## WHAT THIS TASK INVOLVES
The entries are to be returned exactly as written.

****************************************

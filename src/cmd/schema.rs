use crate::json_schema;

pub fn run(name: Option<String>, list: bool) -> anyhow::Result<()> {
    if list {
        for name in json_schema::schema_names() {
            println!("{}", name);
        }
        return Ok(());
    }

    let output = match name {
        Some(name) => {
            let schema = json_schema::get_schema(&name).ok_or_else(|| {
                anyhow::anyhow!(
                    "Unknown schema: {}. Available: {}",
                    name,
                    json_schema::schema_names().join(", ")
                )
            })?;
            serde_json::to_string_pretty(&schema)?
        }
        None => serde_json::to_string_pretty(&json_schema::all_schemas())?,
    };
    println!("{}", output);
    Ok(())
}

****************************************

## SOLUTION
filename src/cmd/schema.rs
use crate::json_schema;

pub fn run(name: Option<String>, list: bool) -> anyhow::Result<()> {
    if list {
        for name in json_schema::schema_names() {
            println!("{}", name);
        }
        return Ok(());
    }

    let output = match name {
        Some(name) => {
            let schema = json_schema::get_schema(&name).ok_or_else(|| {
                anyhow::anyhow!(
                    "Unknown schema: {}. Available: {}",
                    name,
                    json_schema::schema_names().join(", ")
                )
            })?;
            serde_json::to_string_pretty(&schema)?
        }
        None => serde_json::to_string_pretty(&json_schema::all_schemas())?,
    };
    println!("{}", output);
    Ok(())
}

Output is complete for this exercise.